ENTRETIEN AVEC BARU - partie 1

Fils d’un ouvrier italien immigré et d’une Bretonne, Hervé Baruela, dit Baru, s’est donné un projet de vie : exprimer non pas ce qu’il est, mais ce qu’ils sont. Son "nous", c’est les prolos... qui peupleront toute son œuvre, de Quéquette Blues à L’Enragé, en passant par Le Chemin de l’Amérique, L’autoroute du Soleil, Sur la Route Encore et Les Années Spoutnik. Nous l’avons rencontré à l’occasion de l’exposition "Ritals, Polaks, Métèques, Racaille", le populo en bandes dessinées, qui s'est tenue du 9 mars au 13 mai 2007 au Palais des Beaux-Arts de Charleroi (Belgique). Discussion à bâtons rompus sur la BD un peu, et beaucoup sur le sens de tout ça.

Interview par Geoffroy d’Ursel :

Vu que peu de photos de toi qui circulent sur Internet ou ailleurs, je m’attendais à rencontrer le personnage de Sur la route, encore. Je ne suis pas déçu.
Baru : (Rires) A priori, je n’ai pas de problème pour confectionner un personnage. En fonction de sa psychologie, je lui trouve les traits qu’il faut pour exprimer ce qu’il a à exprimer. Et il se trouve que pour le personnage de Sur la route, encore, je n’y arrivais pas. C’est pour ça que j’avais commencé par ne pas le mettre (ndlr. : les trois premiers quarts de l’album sont en "caméra subjective" : l’action est vue à travers les yeux du protagoniste, que le lecteur ne voit donc pas). Je n’arrivais pas à lui trouver des traits, jusqu’à ce que je me rende compte que j’étais en train de parler de ma génération. Il fallait que je représente quelqu’un de familier, et je me suis vaguement auto-représenté. Et il y a une photo de moi sur Internet. Elle date de quand j’avais trente ans (je préfère).

C’est de la modestie ?
Non, non. Je ne vois pas l’intérêt… En plus, je n’ai pas l’impression que je parle de moi là-dedans. Je parle des autres. Je suis dedans, mais dans les autres, quoi. (Il montre la couverture du catalogue de l’expo : un dessin représentant une famille immigrée italienne devant une maison ouvrière, avec une usine en arrière-fond). Ca par contre, c’est important. C’est ma famille. Et l’aîné, là, c’est moi.

Tu n’es pas tombé dans la BD quand tu étais petit ?
Quand j’étais gosse, je lisais de la BD dite franco-belge. Mais je suis tombé dedans assez tard, à plus de 25 ans. J’avais recommencé à en lire par le biais de Hara Kiri, et surtout parce que j’étais complètement subjugué par le génie de Reiser. Parce que Reiser parlait du monde comme il en parlait, je me suis dit que peut-être je pouvais en faire autant. Je me suis rapidement rendu compte que ce n’était pas possible. Mais en essayant, j’ai mordu à l’hameçon. Et après, c’est une question de travail, de tourner autour du pot pour arriver à dessiner de manière à représenter ce que je voulais dire. De tâtonnement en tâtonnement, de pied devant l’autre en pied devant l’autre. 25 ans après, on y est encore.

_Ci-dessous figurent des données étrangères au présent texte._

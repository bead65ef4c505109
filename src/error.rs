// src/error.rs

//! Unified error handling for the scraper application.
//!
//! Only conditions that stop a run are represented here. Per-page and
//! per-record failures are reported as values (see `FetchStatus`) and never
//! surface as `AppError`.

use std::fmt;

use thiserror::Error;

/// Result type alias for scraper operations.
pub type Result<T> = std::result::Result<T, AppError>;

/// Unified application error type.
#[derive(Error, Debug)]
pub enum AppError {
    /// I/O operation failed
    #[error("I/O error: {0}")]
    Io(#[from] std::io::Error),

    /// HTTP request failed
    #[error("HTTP error: {0}")]
    Http(#[from] reqwest::Error),

    /// JSON serialization/deserialization failed
    #[error("JSON error: {0}")]
    Json(#[from] serde_json::Error),

    /// TOML parsing failed
    #[error("TOML parse error: {0}")]
    Toml(#[from] toml::de::Error),

    /// URL parsing failed
    #[error("URL parse error: {0}")]
    Url(#[from] url::ParseError),

    /// CSS selector parsing failed
    #[error("Invalid selector '{selector}': {message}")]
    Selector { selector: String, message: String },

    /// Configuration error
    #[error("Configuration error: {0}")]
    Config(String),

    /// Data validation error
    #[error("Validation error: {0}")]
    Validation(String),

    /// Browser could not be launched or driven
    #[error("Browser error: {0}")]
    Browser(String),

    /// Record sink rejected the batch
    #[error("Sink error: {0}")]
    Sink(String),

    /// Background scraping task panicked or was cancelled
    #[error("Task error: {0}")]
    Task(String),
}

impl AppError {
    /// Create a selector parsing error.
    pub fn selector(selector: impl Into<String>, message: impl fmt::Display) -> Self {
        Self::Selector {
            selector: selector.into(),
            message: message.to_string(),
        }
    }

    /// Create a configuration error.
    pub fn config(message: impl Into<String>) -> Self {
        Self::Config(message.into())
    }

    /// Create a validation error.
    pub fn validation(message: impl Into<String>) -> Self {
        Self::Validation(message.into())
    }

    /// Create a browser error.
    pub fn browser(message: impl fmt::Display) -> Self {
        Self::Browser(message.to_string())
    }

    /// Create a sink error.
    pub fn sink(message: impl fmt::Display) -> Self {
        Self::Sink(message.to_string())
    }
}

impl From<tokio::task::JoinError> for AppError {
    fn from(err: tokio::task::JoinError) -> Self {
        Self::Task(err.to_string())
    }
}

On n’arrive pas comme ça, au pifomètre, au dessin, non ?
Ben si. C’est presque une question de désir. De volonté. J’avais vraiment envie de faire ça. Arriver à dire des choses comme Reiser, avec si peu, je trouvais ça extraordinaire d’économie. Même si après les constructions sont alambiquées, il faut trouver une économie abordable. Même quand tu sais peu de choses, tu peux arriver à prendre un papier et un crayon, et à faire des traits et des taches sur une feuille. Après, c’est une question d’assiduité au travail.

Donc c’est avant tout l’envie de dire des choses.
Bien sûr. Sans ça je n’aurais jamais dessiné.

Envie de dire quoi ?
Mon projet, c’était mettre en avant ce que j’étais. Ce qu’on était. Ma culture. La culture ouvrière. Mettre en avant des personnages qui n’avaient pas les honneurs des représentations en général. Notamment ils n’étaient jamais des personnages de fiction, de romans, à part pour servir de faire-valoir, à la manière d’un Zola. Je voulais leur donner le premier rôle.